The Pre-School Education committee deals with all issues related
to pre-schoolers, including equipment for the childrens' houses
and playgrounds, hiring day-care workers if necessary, and dealing
with a variety of special requests from parents.
The School-aged Education committee deals with all issues related
to school-aged children, including equipment needs both at school
and at home, after-school activities, summer camp and the youth
Adult Children of Kibbutz:
The Adult Children of Kibbutz committee deals with all issues related
to the kibbutz children when they leave high school: while they
are in army service, national service or after their service. The
committee takes care of their housing needs, special benefits and
options for higher education.
The Cultural committee plans most of the kibbutz cultural events.
This includes booking events from other parts of the country, arranging
tickets and transportation to cultural events in the area, and organizing
original kibbutz cultural happenings.
The Work committee takes care of problems with the day-to-day work
situation and short term solutions to work related issues.
Long term work personnel planning is handled by the Human Relations
committee. This mainly involves finding suitable candidates for
the various key kibbutz positions and committees. The Human Relations
committee is also in charge of members' requests for further education.
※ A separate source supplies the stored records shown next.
//! Error types for the CLI

use std::path::PathBuf;
use thiserror::Error;
use thiserror_ext::Arc as ArcDerive;

/// Main CLI error type
#[derive(Error, Debug)]
pub enum CliError {
    /// Configuration error
    #[error("Configuration error: {0}")]
    Config(String),

    /// Input store error
    #[error("Input error: {0}")]
    Input(#[from] InputError),

    /// Registration error
    #[error("Registration error: {0}")]
    Registration(#[from] aoc_solver::RegistrationError),

    /// Scaffolding refused or failed
    #[error("Scaffold error: {0}")]
    Scaffold(String),

    /// IO error
    #[error("IO error: {0}")]
    Io(#[from] std::io::Error),

    /// Executor error (wraps Arc for cheap cloning)
    #[error("{0}")]
    Executor(#[from] ArcExecutorError),
}

/// Executor-specific errors
#[derive(Error, Debug, ArcDerive)]
#[thiserror_ext(newtype(name = ArcExecutorError))]
pub enum ExecutorError {
    /// Channel send error
    #[error("Channel send error")]
    ChannelSend,

    /// Thread pool creation failed
    #[error("Thread pool creation failed: {0}")]
    ThreadPool(String),

    /// Multiple errors collected during parallel execution
    #[error("Multiple errors occurred ({} total)", .0.len())]
    Multiple(Vec<ArcExecutorError>),
}

impl ArcExecutorError {
    /// Merge two errors into one `Multiple`, flattening either side that
    /// already is one and keeping first-then-second order.
    pub fn combine(first: ArcExecutorError, second: ArcExecutorError) -> ArcExecutorError {
        let errors = match (first.inner(), second.inner()) {
            (ExecutorError::Multiple(v1), ExecutorError::Multiple(v2)) => {
                v1.iter().chain(v2).cloned().collect()
            }
            (_, ExecutorError::Multiple(v)) => {
                std::iter::once(first.clone()).chain(v.iter().cloned()).collect()
            }
            (ExecutorError::Multiple(v), _) => {
                let mut combined = v.clone();
                combined.push(second);
                combined
            }
            _ => vec![first, second],
        };
        ExecutorError::Multiple(errors).into()
    }

    /// Combine an optional error with a new error
    pub fn combine_opt(
        existing: Option<ArcExecutorError>,
        new: ArcExecutorError,
    ) -> ArcExecutorError {
        match existing {
            Some(e) => Self::combine(e, new),
            None => new,
        }
    }
}

/// Input store errors
#[derive(Error, Debug)]
pub enum InputError {
    /// Reading an input file failed
    #[error("cannot read {}: {source}", .path.display())]
    Read {
        path: PathBuf,
        #[source]
        source: std::io::Error,
    },

    /// Writing an input file failed
    #[error("cannot write {}: {source}", .path.display())]
    Write {
        path: PathBuf,
        #[source]
        source: std::io::Error,
    },

    /// Input directory creation failed
    #[error("Input directory creation failed: {0}")]
    DirCreation(String),
}
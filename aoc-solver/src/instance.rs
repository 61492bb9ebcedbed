//! Parsed solver instances and their type-erased interface

use crate::error::{ParseError, SolveError};
use crate::solver::{Solver, SolverExt};
use chrono::{DateTime, TimeDelta, Utc};

/// Answer for one part with the wall-clock window it was computed in
#[derive(Debug, Clone)]
pub struct SolveResult {
    /// The answer string
    pub answer: String,
    /// When solving started (UTC)
    pub solve_start: DateTime<Utc>,
    /// When solving completed (UTC)
    pub solve_end: DateTime<Utc>,
}

impl SolveResult {
    /// Get the solve duration as TimeDelta
    pub fn duration(&self) -> TimeDelta {
        self.solve_end - self.solve_start
    }
}

/// One parsed puzzle input bound to its solver type.
///
/// Holds the shared data produced by [`AocParser::parse`](crate::AocParser::parse)
/// and the timestamps of that parse.
pub struct SolverInstance<'a, S: Solver> {
    year: u16,
    day: u8,
    shared: S::SharedData<'a>,
    parse_start: DateTime<Utc>,
    parse_end: DateTime<Utc>,
}

impl<'a, S: Solver> SolverInstance<'a, S> {
    /// Parse `input` and record how long it took.
    pub fn new(year: u16, day: u8, input: &'a str) -> Result<Self, ParseError> {
        let parse_start = Utc::now();
        let shared = S::parse(input)?;
        let parse_end = Utc::now();

        log::debug!(
            "parsed {}/{:02} in {}µs",
            year,
            day,
            (parse_end - parse_start).num_microseconds().unwrap_or_default()
        );

        Ok(Self {
            year,
            day,
            shared,
            parse_start,
            parse_end,
        })
    }

    /// Access the parsed data
    pub fn shared(&self) -> &S::SharedData<'a> {
        &self.shared
    }
}

/// Object-safe view of a [`SolverInstance`], so the registry can hand out
/// solvers of different types uniformly.
///
/// # Example
///
/// ```no_run
/// use aoc_solver::DynSolver;
///
/// fn run_all(mut solver: Box<dyn DynSolver>) -> Result<(), Box<dyn std::error::Error>> {
///     for part in 1..=solver.parts() {
///         let result = solver.solve(part)?;
///         println!("Part {}: {} (took {:?})", part, result.answer, result.duration());
///     }
///     println!("Parse took {:?}", solver.parse_duration());
///     Ok(())
/// }
/// ```
pub trait DynSolver {
    /// Solve the specified part with timing
    fn solve(&mut self, part: u8) -> Result<SolveResult, SolveError>;

    /// Get the parse start time (UTC)
    fn parse_start(&self) -> DateTime<Utc>;

    /// Get the parse end time (UTC)
    fn parse_end(&self) -> DateTime<Utc>;

    /// Get the year for this solver
    fn year(&self) -> u16;

    /// Get the day for this solver
    fn day(&self) -> u8;

    /// Get the number of parts this solver supports
    fn parts(&self) -> u8;

    /// Convenience: get parse duration as TimeDelta
    fn parse_duration(&self) -> TimeDelta {
        self.parse_end() - self.parse_start()
    }
}

impl<'a, S: SolverExt> DynSolver for SolverInstance<'a, S> {
    fn solve(&mut self, part: u8) -> Result<SolveResult, SolveError> {
        let solve_start = Utc::now();
        let answer = S::solve_part_checked_range(&mut self.shared, part)?;
        let solve_end = Utc::now();

        log::debug!(
            "solved {}/{:02} part {} in {}µs",
            self.year,
            self.day,
            part,
            (solve_end - solve_start).num_microseconds().unwrap_or_default()
        );

        Ok(SolveResult {
            answer,
            solve_start,
            solve_end,
        })
    }

    fn parse_start(&self) -> DateTime<Utc> {
        self.parse_start
    }

    fn parse_end(&self) -> DateTime<Utc> {
        self.parse_end
    }

    fn year(&self) -> u16 {
        self.year
    }

    fn day(&self) -> u8 {
        self.day
    }

    fn parts(&self) -> u8 {
        S::PARTS
    }
}
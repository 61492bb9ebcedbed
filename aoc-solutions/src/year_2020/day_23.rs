use aoc_solver::{AocParser, ParseError, PartSolver, SolveError};
use aoc_solver_macros::{AocSolver, AutoRegisterSolver};

#[derive(AocSolver, AutoRegisterSolver)]
#[aoc_solver(max_parts = 2)]
#[aoc(year = 2020, day = 23, tags = ["2020", "linked-list"])]
pub struct Solver;

const MILLION: u32 = 1_000_000;

impl AocParser for Solver {
    /// Cup labels in clockwise order, a permutation of `1..=n`
    type SharedData<'a> = Vec<u32>;

    fn parse(input: &str) -> Result<Self::SharedData<'_>, ParseError> {
        let labels = input
            .trim()
            .chars()
            .map(|c| {
                c.to_digit(10)
                    .ok_or_else(|| ParseError::InvalidFormat(format!("cup label {:?} is not a digit", c)))
            })
            .collect::<Result<Vec<u32>, _>>()?;

        if labels.len() < 4 {
            return Err(ParseError::MissingData("at least four cups are needed".to_string()));
        }
        let mut seen = vec![false; labels.len() + 1];
        for &label in &labels {
            match seen.get_mut(label as usize) {
                Some(slot) if label != 0 && !*slot => *slot = true,
                _ => {
                    return Err(ParseError::InvalidFormat(format!(
                        "labels must be 1 to {} without repeats",
                        labels.len()
                    )));
                }
            }
        }
        Ok(labels)
    }
}

/// Play `moves` rounds with `total` cups (labels beyond the input continue
/// upwards). Returns the ring as a successor table: `next[label]` is the cup
/// clockwise of `label`.
fn play(labels: &[u32], total: u32, moves: usize) -> Vec<u32> {
    let order: Vec<u32> = labels
        .iter()
        .copied()
        .chain(labels.len() as u32 + 1..=total)
        .collect();

    let mut next = vec![0u32; total as usize + 1];
    for pair in order.windows(2) {
        next[pair[0] as usize] = pair[1];
    }
    let (first, last) = (order[0], order[order.len() - 1]);
    next[last as usize] = first;

    let below = |label: u32| if label == 1 { total } else { label - 1 };
    let mut current = first;
    for _ in 0..moves {
        let a = next[current as usize];
        let b = next[a as usize];
        let c = next[b as usize];
        next[current as usize] = next[c as usize];

        let mut destination = below(current);
        while destination == a || destination == b || destination == c {
            destination = below(destination);
        }
        next[c as usize] = next[destination as usize];
        next[destination as usize] = a;

        current = next[current as usize];
    }
    next
}

/// Labels clockwise after cup 1, as a string
fn labels_after_one(labels: &[u32], moves: usize) -> String {
    let next = play(labels, labels.len() as u32, moves);
    std::iter::successors(Some(next[1]), |&label| Some(next[label as usize]))
        .take_while(|&label| label != 1)
        .map(|label| label.to_string())
        .collect()
}

impl PartSolver<1> for Solver {
    fn solve(shared: &mut Self::SharedData<'_>) -> Result<String, SolveError> {
        Ok(labels_after_one(shared, 100))
    }
}

impl PartSolver<2> for Solver {
    fn solve(shared: &mut Self::SharedData<'_>) -> Result<String, SolveError> {
        let next = play(shared, MILLION, 10 * MILLION as usize);
        let first = next[1];
        let second = next[first as usize];
        Ok((first as u64 * second as u64).to_string())
    }
}

#[cfg(test)]
mod tests {
    use super::*;
    use crate::year_2020::solve_example;

    const EXAMPLE: &str = "389125467";

    #[test]
    fn test_ten_moves() {
        let labels = Solver::parse(EXAMPLE).unwrap();
        assert_eq!(labels_after_one(&labels, 10), "92658374");
    }

    #[test]
    fn test_hundred_moves() {
        assert_eq!(solve_example::<Solver>(EXAMPLE, 1), "67384529");
    }

    #[test]
    fn test_million_cups() {
        assert_eq!(solve_example::<Solver>(EXAMPLE, 2), "149245887792");
    }

    #[test]
    fn test_invalid_labels() {
        assert!(Solver::parse("12").is_err());
        assert!(Solver::parse("1123").is_err());
        assert!(Solver::parse("1235").is_err());
        assert!(Solver::parse("0123").is_err());
        assert!(Solver::parse("12a4").is_err());
    }
}
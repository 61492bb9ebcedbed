use aoc_solver::{AocParser, ParseError, PartSolver, SolveError};
use aoc_solver_macros::{AocSolver, AutoRegisterSolver};

use crate::utils::dp_cache::{DpCache, DpProblem, VecBackend};
use crate::utils::parse::{number, parse_lines};

#[derive(AocSolver, AutoRegisterSolver)]
#[aoc_solver(max_parts = 2)]
#[aoc(year = 2020, day = 10, tags = ["2020", "dp"])]
pub struct Solver;

impl AocParser for Solver {
    /// The whole chain, sorted: outlet (0), adapters, then the device (max + 3)
    type SharedData<'a> = Vec<u64>;

    fn parse(input: &str) -> Result<Self::SharedData<'_>, ParseError> {
        let mut chain = parse_lines(input, |line| number::<u64>(line, "joltage"))?;
        chain.push(0);
        chain.sort_unstable();
        let device = chain.last().copied().unwrap_or_default() + 3;
        chain.push(device);
        Ok(chain)
    }
}

impl PartSolver<1> for Solver {
    fn solve(shared: &mut Self::SharedData<'_>) -> Result<String, SolveError> {
        let mut counts = [0u64; 4];
        for pair in shared.windows(2) {
            let diff = pair[1] - pair[0];
            let slot = counts.get_mut(diff as usize).ok_or_else(|| {
                SolveError::failed(format!("gap of {} between {} and {}", diff, pair[0], pair[1]))
            })?;
            *slot += 1;
        }
        Ok((counts[1] * counts[3]).to_string())
    }
}

impl PartSolver<2> for Solver {
    fn solve(shared: &mut Self::SharedData<'_>) -> Result<String, SolveError> {
        let cache = DpCache::with_problem(
            VecBackend::with_capacity(shared.len()),
            Arrangements { chain: shared.as_slice() },
        );
        Ok(cache.get(&(shared.len() - 1)).to_string())
    }
}

/// Ways to reach `chain[idx]` from the outlet
struct Arrangements<'c> {
    chain: &'c [u64],
}

impl DpProblem<usize, u64> for Arrangements<'_> {
    fn deps(&self, idx: &usize) -> Vec<usize> {
        let joltage = self.chain[*idx];
        (idx.saturating_sub(3)..*idx)
            .filter(|&prev| joltage - self.chain[prev] <= 3)
            .collect()
    }

    fn compute(&self, idx: &usize, deps: Vec<u64>) -> u64 {
        if *idx == 0 { 1 } else { deps.iter().sum() }
    }
}
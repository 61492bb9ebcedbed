use std::collections::HashMap;

use aoc_solver::{AocParser, ParseError, PartSolver, SolveError};
use aoc_solver_macros::{AocSolver, AutoRegisterSolver};

use crate::utils::parse::blocks;

const REQUIRED_FIELDS: [&str; 7] = ["byr", "iyr", "eyr", "hgt", "hcl", "ecl", "pid"];
const EYE_COLORS: [&str; 7] = ["amb", "blu", "brn", "gry", "grn", "hzl", "oth"];

#[derive(AocSolver, AutoRegisterSolver)]
#[aoc_solver(max_parts = 2)]
#[aoc(year = 2020, day = 4, tags = ["2020", "validation"])]
pub struct Solver;

pub type Passport<'a> = HashMap<&'a str, &'a str>;

impl AocParser for Solver {
    type SharedData<'a> = Vec<Passport<'a>>;

    fn parse(input: &str) -> Result<Self::SharedData<'_>, ParseError> {
        blocks(input)
            .into_iter()
            .enumerate()
            .map(|(idx, lines)| {
                lines
                    .iter()
                    .flat_map(|line| line.split_whitespace())
                    .map(|field| {
                        field.split_once(':').ok_or_else(|| {
                            ParseError::InvalidFormat(format!(
                                "(passport {}) field {:?} is not `key:value`",
                                idx + 1,
                                field
                            ))
                        })
                    })
                    .collect()
            })
            .collect()
    }
}

impl PartSolver<1> for Solver {
    fn solve(shared: &mut Self::SharedData<'_>) -> Result<String, SolveError> {
        Ok(shared.iter().filter(|p| has_required_fields(p)).count().to_string())
    }
}

impl PartSolver<2> for Solver {
    fn solve(shared: &mut Self::SharedData<'_>) -> Result<String, SolveError> {
        let valid = shared
            .iter()
            .filter(|p| has_required_fields(p) && p.iter().all(|(key, value)| field_is_valid(key, value)))
            .count();
        Ok(valid.to_string())
    }
}

fn has_required_fields(passport: &Passport) -> bool {
    REQUIRED_FIELDS.iter().all(|field| passport.contains_key(field))
}

fn year_in(value: &str, lo: u32, hi: u32) -> bool {
    value.len() == 4 && value.parse().is_ok_and(|year: u32| (lo..=hi).contains(&year))
}

fn field_is_valid(key: &str, value: &str) -> bool {
    match key {
        "byr" => year_in(value, 1920, 2002),
        "iyr" => year_in(value, 2010, 2020),
        "eyr" => year_in(value, 2020, 2030),
        "hgt" => {
            if let Some(cm) = value.strip_suffix("cm") {
                cm.parse().is_ok_and(|h: u32| (150..=193).contains(&h))
            } else if let Some(inches) = value.strip_suffix("in") {
                inches.parse().is_ok_and(|h: u32| (59..=76).contains(&h))
            } else {
                false
            }
        }
        "hcl" => value.strip_prefix('#').is_some_and(|hex| {
            hex.len() == 6 && hex.bytes().all(|b| b.is_ascii_digit() || (b'a'..=b'f').contains(&b))
        }),
        "ecl" => EYE_COLORS.contains(&value),
        "pid" => value.len() == 9 && value.bytes().all(|b| b.is_ascii_digit()),
        // cid and unknown fields are ignored
        _ => true,
    }
}
use aoc_solver::{AocParser, ParseError, PartSolver, SolveError};
use aoc_solver_macros::{AocSolver, AutoRegisterSolver};

use crate::utils::grid::{Grid, NEIGHBORS_8};

#[derive(AocSolver, AutoRegisterSolver)]
#[aoc_solver(max_parts = 2)]
#[aoc(year = 2020, day = 11, tags = ["2020", "grid", "simulation"])]
pub struct Solver;

#[derive(Debug, Clone, Copy, PartialEq, Eq)]
pub enum Cell {
    Floor,
    Empty,
    Occupied,
}

impl AocParser for Solver {
    type SharedData<'a> = Grid<Cell>;

    fn parse(input: &str) -> Result<Self::SharedData<'_>, ParseError> {
        Grid::parse(input, |c| match c {
            '.' => Some(Cell::Floor),
            'L' => Some(Cell::Empty),
            '#' => Some(Cell::Occupied),
            _ => None,
        })
    }
}

impl PartSolver<1> for Solver {
    fn solve(shared: &mut Self::SharedData<'_>) -> Result<String, SolveError> {
        Ok(settle(shared, Visibility::Adjacent, 4).to_string())
    }
}

impl PartSolver<2> for Solver {
    fn solve(shared: &mut Self::SharedData<'_>) -> Result<String, SolveError> {
        Ok(settle(shared, Visibility::LineOfSight, 5).to_string())
    }
}

#[derive(Debug, Clone, Copy)]
enum Visibility {
    Adjacent,
    LineOfSight,
}

/// Index of every seat, plus for each seat the indices of the seats it watches.
fn seat_graph(layout: &Grid<Cell>, visibility: Visibility) -> Vec<Vec<usize>> {
    let width = layout.width() as isize;
    let seat_at = |row: isize, col: isize| {
        layout
            .get_signed(row, col)
            .map(|&cell| (cell != Cell::Floor, (row * width + col) as usize))
    };

    layout
        .positions()
        .map(|((row, col), _)| {
            NEIGHBORS_8
                .iter()
                .filter_map(|&(dr, dc)| {
                    let (mut r, mut c) = (row as isize + dr, col as isize + dc);
                    loop {
                        let (is_seat, idx) = seat_at(r, c)?;
                        if is_seat {
                            return Some(idx);
                        }
                        if let Visibility::Adjacent = visibility {
                            return None;
                        }
                        r += dr;
                        c += dc;
                    }
                })
                .collect()
        })
        .collect()
}

/// Run the seating rules until nothing changes; returns the occupied count.
fn settle(layout: &Grid<Cell>, visibility: Visibility, tolerance: usize) -> usize {
    let watched = seat_graph(layout, visibility);
    let seats: Vec<usize> = layout
        .positions()
        .enumerate()
        .filter(|(_, (_, cell))| **cell != Cell::Floor)
        .map(|(idx, _)| idx)
        .collect();
    let mut occupied: Vec<bool> = layout.positions().map(|(_, &cell)| cell == Cell::Occupied).collect();

    loop {
        let next: Vec<(usize, bool)> = seats
            .iter()
            .filter_map(|&idx| {
                let around = watched[idx].iter().filter(|&&n| occupied[n]).count();
                match (occupied[idx], around) {
                    (false, 0) => Some((idx, true)),
                    (true, n) if n >= tolerance => Some((idx, false)),
                    _ => None,
                }
            })
            .collect();

        if next.is_empty() {
            return occupied.iter().filter(|&&o| o).count();
        }
        for (idx, state) in next {
            occupied[idx] = state;
        }
    }
}
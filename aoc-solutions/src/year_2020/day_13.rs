use aoc_solver::{AocParser, ParseError, PartSolver, SolveError};
use aoc_solver_macros::{AocSolver, AutoRegisterSolver};

use crate::utils::math::chinese_remainder;
use crate::utils::parse::number;

#[derive(AocSolver, AutoRegisterSolver)]
#[aoc_solver(max_parts = 2)]
#[aoc(year = 2020, day = 13, tags = ["2020", "number-theory"])]
pub struct Solver;

#[derive(Debug)]
pub struct Notes {
    earliest: u64,
    /// Bus IDs by list position; `None` for `x`
    buses: Vec<Option<u64>>,
}

impl AocParser for Solver {
    type SharedData<'a> = Notes;

    fn parse(input: &str) -> Result<Self::SharedData<'_>, ParseError> {
        let mut lines = input.lines().map(str::trim).filter(|line| !line.is_empty());
        let (Some(earliest), Some(schedule)) = (lines.next(), lines.next()) else {
            return Err(ParseError::MissingData(
                "expected a timestamp line and a bus line".to_string(),
            ));
        };

        let earliest = number(earliest, "timestamp")
            .map_err(|e| ParseError::InvalidFormat(format!("(line 1) {}", e)))?;
        let buses = schedule
            .split(',')
            .map(|id| match id {
                "x" => Ok(None),
                _ => match number::<u64>(id, "bus ID") {
                    Ok(0) => Err(ParseError::InvalidFormat("(line 2) bus ID 0".to_string())),
                    Ok(bus) => Ok(Some(bus)),
                    Err(e) => Err(ParseError::InvalidFormat(format!("(line 2) {}", e))),
                },
            })
            .collect::<Result<Vec<_>, _>>()?;

        if buses.iter().all(Option::is_none) {
            return Err(ParseError::MissingData("no buses in service".to_string()));
        }
        Ok(Notes { earliest, buses })
    }
}

impl PartSolver<1> for Solver {
    fn solve(shared: &mut Self::SharedData<'_>) -> Result<String, SolveError> {
        shared
            .buses
            .iter()
            .flatten()
            .map(|&bus| (bus, (bus - shared.earliest % bus) % bus))
            .min_by_key(|&(_, wait)| wait)
            .map(|(bus, wait)| (bus * wait).to_string())
            .ok_or_else(|| SolveError::failed("no buses in service"))
    }
}

impl PartSolver<2> for Solver {
    fn solve(shared: &mut Self::SharedData<'_>) -> Result<String, SolveError> {
        // Bus at position i departs at t + i, i.e. t ≡ -i (mod bus)
        let congruences: Vec<(i128, i128)> = shared
            .buses
            .iter()
            .enumerate()
            .filter_map(|(offset, bus)| bus.map(|bus| (bus as i128, offset as i128)))
            .map(|(bus, offset)| ((-offset).rem_euclid(bus), bus))
            .collect();

        chinese_remainder(&congruences)
            .map(|(t, _)| t.to_string())
            .ok_or_else(|| SolveError::failed("bus offsets have no common timestamp"))
    }
}
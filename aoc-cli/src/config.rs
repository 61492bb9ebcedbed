//! Configuration resolution from CLI args

use crate::cli::{ParallelizeBy, RunArgs};
use crate::error::CliError;
use std::ffi::OsString;
use std::path::{Path, PathBuf};

/// Environment variable overriding the default input directory
pub const INPUT_DIR_ENV: &str = "AOC_INPUT_DIR";

/// Input directory used when neither the flag nor the environment names one
pub const DEFAULT_INPUT_DIR: &str = "inputs";

/// Where puzzle inputs come from
#[derive(Debug, Clone, PartialEq, Eq)]
pub enum InputSource {
    /// One explicit file, used for the single selected day
    File(PathBuf),
    /// A directory of `{year}_day{DD}.txt` files
    Dir(PathBuf),
}

/// Resolved runtime configuration
pub struct Config {
    /// Year filter (None = all years)
    pub year_filter: Option<u16>,
    /// Day filter (None = all days)
    pub day_filter: Option<u8>,
    /// Part filter (None = all parts)
    pub part_filter: Option<u8>,
    /// Tags to filter solvers
    pub tags: Vec<String>,
    /// Input location
    pub input: InputSource,
    /// Number of threads for parallel execution
    pub thread_count: usize,
    /// Parallelization level
    pub parallelize_by: ParallelizeBy,
    /// Quiet mode
    pub quiet: bool,
}

impl Config {
    /// Build config from run arguments and the process environment
    pub fn from_args(args: RunArgs) -> Result<Self, CliError> {
        Self::from_args_with_env(args, std::env::var_os(INPUT_DIR_ENV))
    }

    fn from_args_with_env(args: RunArgs, env_dir: Option<OsString>) -> Result<Self, CliError> {
        let input = match args.input {
            Some(file) => {
                if args.year.is_none() || args.day.is_none() {
                    return Err(CliError::Config(
                        "--input requires both --year and --day".to_string(),
                    ));
                }
                InputSource::File(expand_tilde(&file))
            }
            None => InputSource::Dir(resolve_input_dir(args.input_dir, env_dir)),
        };

        if args.threads == Some(0) {
            return Err(CliError::Config("--threads must be at least 1".to_string()));
        }
        let thread_count = args.threads.unwrap_or_else(num_cpus);

        Ok(Config {
            year_filter: args.year,
            day_filter: args.day,
            part_filter: args.part,
            tags: args.tags,
            input,
            thread_count,
            parallelize_by: args.parallelize_by,
            quiet: args.quiet,
        })
    }
}

/// Pick the input directory: explicit flag, then environment, then `./inputs`
pub fn resolve_input_dir(explicit: Option<PathBuf>, env_dir: Option<OsString>) -> PathBuf {
    explicit
        .or_else(|| env_dir.filter(|d| !d.is_empty()).map(PathBuf::from))
        .map(|dir| expand_tilde(&dir))
        .unwrap_or_else(|| PathBuf::from(DEFAULT_INPUT_DIR))
}

/// Expand a leading `~` to the home directory
pub fn expand_tilde(path: &Path) -> PathBuf {
    if let Ok(rest) = path.strip_prefix("~")
        && let Some(home) = dirs::home_dir()
    {
        return home.join(rest);
    }
    path.to_path_buf()
}

/// Get number of CPUs
fn num_cpus() -> usize {
    std::thread::available_parallelism()
        .map(|n| n.get())
        .unwrap_or(1)
}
The Environmental Committee helps organize environmental activities, promote recycling, promote the use of sustainable products for cleaning, and seeks to improve the community's impact on our environment in every way.
Members' Personal Needs:
This committee takes care of the issues or special needs that
sometimes come up in an individual or family's life that require
special attention or arrangements. One example is helping to take
care of all the arrangements needed if a member's parent is ill
and the member needs to go be with them.
Mazkirut or Executive Board:
The Mazkirut, usually in preparation for the General Assembly
meetings, hears committee recommendations, appeals to decisions,
hears special requests, and gives initial approval to budgets and
In addition to these committees there are also "Task Forces" that
are formed as needed to deal with special topics. Some of the current
task forces include: holidays, special education, telephones, computers,
housing, and library.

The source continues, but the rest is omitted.